There are several roadblocks to building effective teams, and in the construction industry, the first is the issue of transparency. But more importantly, when transparency fades, so does trust.

1. Lack of Trust
In the “Building Workplace Trust 2014/15” report by Interaction Associates, Inc., with surveying done by IDG Research, more than 50% of respondents said their organizations did a poor job of promoting trust. 40% said they didn’t have high levels of trust in their leaders or in their organizations. Companies that are trust-leaders outperform in customer loyalty and retention, hold competitive market position, exhibit ethical behavior, have predictable business and financial results, and grow profits.

So, if trust is such a game-changer at the organizational level, what are its effects on construction projects? According to the Construction Industry Institute, when trust issues arise on a project they affect how well participants deal with changes, constructibility, contract administration, risk allocation, and solving disputes. Trust issues also derail effective communication. In short, lack of mutual trust is a harbinger of increased project cost.

You can build team trust by asking people to let you know how they feel about decisions that will affect them. You also have to communicate effectively so people understand why certain decisions are being considered. Also central to building trust is the aspect of empowering people by providing the tools and information they need for success. To make sure there is a shared commitment to the team goals, it’s important to own up to mistakes. People also need to feel they are valued, so when they bring up issues you should welcome their input. Most importantly, you should steer away from the command-and-control decision-making style and chart a course to a collaborative process.

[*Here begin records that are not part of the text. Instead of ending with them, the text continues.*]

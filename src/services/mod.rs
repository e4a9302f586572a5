//! Domain services used by the HTTP routes.
//!
//! ARCHITECTURE
//! ============
//! Service modules own credentials, verification codes, sessions, mail and
//! the Google provider so route handlers can stay focused on protocol
//! translation and cookie plumbing.

pub mod credentials;
pub mod google;
pub mod mail;
pub mod otp;
pub mod session;
pub mod signup;
use super::*;

fn config() -> GoogleConfig {
    GoogleConfig {
        client_id: "client-123".into(),
        client_secret: "shh".into(),
        redirect_uri: "http://localhost:3000/dance_google_auth/verify".into(),
    }
}

fn adapter() -> GoogleAuth {
    GoogleAuth::new(Some(config()), DEFAULT_ROUTE_PREFIX, "/")
}

fn profile_response() -> ProviderResponse {
    ProviderResponse {
        status: 200,
        body: r#"{"id":"1","email":"ravi@example.com","given_name":"Ravi","family_name":"Gaygol","picture":"x"}"#.into(),
    }
}

// =============================================================================
// GoogleConfig::from_env — env manipulation requires unsafe in edition 2024.
// =============================================================================

/// # Safety
/// Env mutation races with other tests touching the same keys.
unsafe fn clear_google_env() {
    unsafe {
        std::env::remove_var("GOOGLE_OAUTH_CLIENT_ID");
        std::env::remove_var("GOOGLE_OAUTH_CLIENT_SECRET");
        std::env::remove_var("GOOGLE_OAUTH_REDIRECT_URI");
    }
}

#[test]
fn from_env_requires_all_three() {
    unsafe {
        clear_google_env();
        std::env::set_var("GOOGLE_OAUTH_CLIENT_ID", "id");
        std::env::set_var("GOOGLE_OAUTH_CLIENT_SECRET", "secret");
    }
    assert!(GoogleConfig::from_env().is_none());
    unsafe { std::env::set_var("GOOGLE_OAUTH_REDIRECT_URI", "http://localhost/cb") };
    let config = GoogleConfig::from_env().unwrap();
    assert_eq!(config.client_id, "id");
    assert_eq!(config.redirect_uri, "http://localhost/cb");
    unsafe { clear_google_env() };
}

// =============================================================================
// authorize_url
// =============================================================================

#[test]
fn authorize_url_targets_google() {
    let url = config().authorize_url("st");
    assert!(url.starts_with("https://accounts.google.com/o/oauth2/v2/auth?"));
    assert!(url.contains("client_id=client-123"));
    assert!(url.contains("response_type=code"));
}

#[test]
fn authorize_url_encodes_redirect_scope_and_state() {
    let url = config().authorize_url("a b");
    assert!(url.contains("redirect_uri=http%3A%2F%2Flocalhost%3A3000%2Fdance_google_auth%2Fverify"));
    assert!(url.contains("scope=profile%20email"));
    assert!(url.contains("state=a%20b"));
}

// =============================================================================
// profile / response
// =============================================================================

#[test]
fn display_name_is_family_then_given() {
    let profile = GoogleProfile { email: "e@x.com".into(), given_name: "Ravi".into(), family_name: "Gaygol".into() };
    assert_eq!(profile.display_name(), "Gaygol Ravi");
}

#[test]
fn provider_response_ok_range() {
    assert!(ProviderResponse { status: 200, body: String::new() }.is_ok());
    assert!(ProviderResponse { status: 204, body: String::new() }.is_ok());
    assert!(!ProviderResponse { status: 401, body: String::new() }.is_ok());
    assert!(!ProviderResponse { status: 500, body: String::new() }.is_ok());
}

// =============================================================================
// handle_callback
// =============================================================================

#[test]
fn callback_accepts_and_redirects_to_default() {
    let mut session = Session::default();
    let outcome = adapter().handle_callback(&mut session, &profile_response()).unwrap();
    assert_eq!(outcome, Outcome::Redirect("/".into()));
    let identity = session.identity().unwrap();
    assert_eq!(identity.email, "ravi@example.com");
    assert_eq!(identity.name, "Gaygol Ravi");
    assert_eq!(identity.method, AuthMethod::Google);
}

#[test]
fn callback_resolves_captured_redirect_once() {
    let auth = adapter();
    let mut session = Session::default();
    session.capture_redirect("/notes/3");
    let outcome = auth.handle_callback(&mut session, &profile_response()).unwrap();
    assert_eq!(outcome, Outcome::Redirect("/notes/3".into()));
    let again = auth.handle_callback(&mut session, &profile_response()).unwrap();
    assert_eq!(again, Outcome::Redirect("/".into()));
}

#[test]
fn callback_denied_leaves_session_anonymous() {
    let auth = adapter().with_login_handler(Arc::new(|email: &str, _name: &str| email.ends_with("@corp.example")));
    let mut session = Session::default();
    session.capture_redirect("/notes/3");
    let outcome = auth.handle_callback(&mut session, &profile_response()).unwrap();
    assert_eq!(outcome, Outcome::Denied);
    assert!(!session.is_authenticated());
    assert!(session.identity().is_none());
}

#[test]
fn policy_sees_email_and_constructed_name() {
    let auth = adapter()
        .with_login_handler(Arc::new(|email: &str, name: &str| email == "ravi@example.com" && name == "Gaygol Ravi"));
    let mut session = Session::default();
    assert!(matches!(auth.handle_callback(&mut session, &profile_response()), Ok(Outcome::Redirect(_))));
}

#[test]
fn domain_policy_matches_suffix_only() {
    let policy = domain_policy("corp.example");
    assert!(policy.allow("ravi@corp.example", "Gaygol Ravi"));
    assert!(!policy.allow("ravi@example.com", "Gaygol Ravi"));
    assert!(!policy.allow("ravi@evilcorp.example", "Gaygol Ravi"));
}

#[test]
fn callback_rejects_non_ok_response() {
    let mut session = Session::default();
    let resp = ProviderResponse { status: 401, body: "{}".into() };
    let err = adapter().handle_callback(&mut session, &resp).unwrap_err();
    assert!(matches!(err, ProviderError::Status(401)));
    assert!(!session.is_authenticated());
}

#[test]
fn callback_rejects_profile_without_names() {
    let mut session = Session::default();
    let resp = ProviderResponse { status: 200, body: r#"{"email":"a@b.com"}"#.into() };
    let err = adapter().handle_callback(&mut session, &resp).unwrap_err();
    assert!(matches!(err, ProviderError::MalformedProfile(_)));
}

// =============================================================================
// guards
// =============================================================================

#[test]
fn provider_paths() {
    let auth = adapter();
    assert!(auth.is_provider_path("/dance_google_auth"));
    assert!(auth.is_provider_path("/dance_google_auth/login"));
    assert!(!auth.is_provider_path("/dance_google_authx"));
    assert!(!auth.is_provider_path("/notes"));
}

#[test]
fn urls_hang_off_prefix() {
    let auth = GoogleAuth::new(None, "/g", "/home");
    assert_eq!(auth.login_url(), "/g/login");
    assert_eq!(auth.signin_url(), "/g/signin");
    assert_eq!(auth.signout_url(), "/g/signout");
    assert_eq!(auth.return_endpoint(), "/home");
    assert!(auth.config().is_none());
}

#[test]
fn login_required_redirects_and_captures() {
    let mut session = Session::default();
    let guard = adapter().login_required(&mut session, "/notes", "/notes?page=2");
    assert_eq!(guard, Guard::Respond(GuardResponse::Login("/dance_google_auth/login".into())));
    assert_eq!(session.pending_redirect(), Some("/notes?page=2"));
}

#[test]
fn login_required_skips_provider_routes() {
    let mut session = Session::default();
    let guard = adapter().login_required(&mut session, "/dance_google_auth/verify", "/dance_google_auth/verify");
    assert_eq!(guard, Guard::Proceed);
    assert!(session.pending_redirect().is_none());
}

#[test]
fn login_required_passes_authenticated() {
    let mut session = Session::default();
    session.mark_authenticated(SessionIdentity { email: "e".into(), name: "n".into(), method: AuthMethod::Password });
    assert_eq!(adapter().login_required(&mut session, "/", "/"), Guard::Proceed);
}

#[test]
fn auth_required_checks_predicate_after_login() {
    let auth = adapter();
    let admins_only = |s: &Session| s.identity().is_some_and(|i| i.email == "admin@example.com");

    let mut anonymous = Session::default();
    assert!(matches!(auth.auth_required(&mut anonymous, "/admin", "/admin", &admins_only), Guard::Respond(GuardResponse::Login(_))));

    let mut user = Session::default();
    user.mark_authenticated(SessionIdentity { email: "u@example.com".into(), name: "U".into(), method: AuthMethod::Google });
    let guard = auth.auth_required(&mut user, "/admin", "/admin", &admins_only);
    assert_eq!(
        guard,
        Guard::Respond(GuardResponse::NoPermission { signout_url: "/dance_google_auth/signout".into() })
    );
    assert!(user.is_authenticated(), "refusal does not revoke the session");

    let mut admin = Session::default();
    admin.mark_authenticated(SessionIdentity { email: "admin@example.com".into(), name: "A".into(), method: AuthMethod::Google });
    assert_eq!(auth.auth_required(&mut admin, "/admin", "/admin", &admins_only), Guard::Proceed);
}

#[test]
fn auth_required_skips_provider_routes() {
    let never = |_: &Session| false;
    let mut session = Session::default();
    assert_eq!(adapter().auth_required(&mut session, "/dance_google_auth/signout", "/x", &never), Guard::Proceed);
}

While lack of trust is a prime factor in construction that hinders the success of building effective teams, there are two more factors that also come into play.

2. Ineffective Leadership
Globally, companies spent an estimated $45 billion in 2013 to develop leaders, and schools like Rice University are rolling out programs aimed at developing the leadership skills of every student, not just selected ones. The effectiveness of leadership in project teams is a key indicator of team success. According to Phil Harkins, founder and executive chairman of Linkage, well-integrated and high-performing teams always have leaders who create environments where:

  • There are clear goals and the “vision” is communicated
  • Blueprints are available to show how to reach the goals
  • Trust, forethought, and energy are encouraged
  • The right people are encouraged to get involved

Highly important, Harkins counsels, is that the best leaders communicate candidly and clearly, and they follow up their words with committed action. But, there are also aspects of communication among team members that require special attention.

To make sure there is a shared commitment to the team goals, it’s important to own up to mistakes.

3. Ineffective Communication
Top-down messaging often dominates organizational communication. However, a hierarchical approach to communication at the team level undermines innovation and makes communication ineffective. Early in the team’s development, they will go through a “storming” stage, according to the University of California, Berkeley, Team Building Toolkit. In this stage, the team members are familiar enough with each other to start expressing and finding their own voices within the team. It’s critical that those voices are heard and that the communication system supports that.

The multiple ways people communicate will no doubt cover a lot of territory. Voice, in-person, email, social media, and written documents will all figure into the mix. Some people are more comfortable writing and prefer email or social media, while others prefer talking. Setting up communication guidelines could be an excellent team exercise carried out early in the team’s development. When the team leader acts as facilitator to the process, it reinforces the idea that team members have a say and that communications are open. An effective system and its guidelines will tend to support the following characteristics:

  • People can interact directly and frequently with each other
  • People will feel that honest and open exchange of thought is encouraged
  • A process exists where people can surface issues and where they can resolve conflict
  • There is an effective system for handling documents and data
  • There is a system people can use for providing feedback and recognition

The roadblocks to building effective teams usually spring from ingrained processes and habits, whether personal or organizational. If you look at the team building process as one requiring thoughtful reconsideration of tired processes and habits, you’ll also gain new insights for improving all aspects of your business.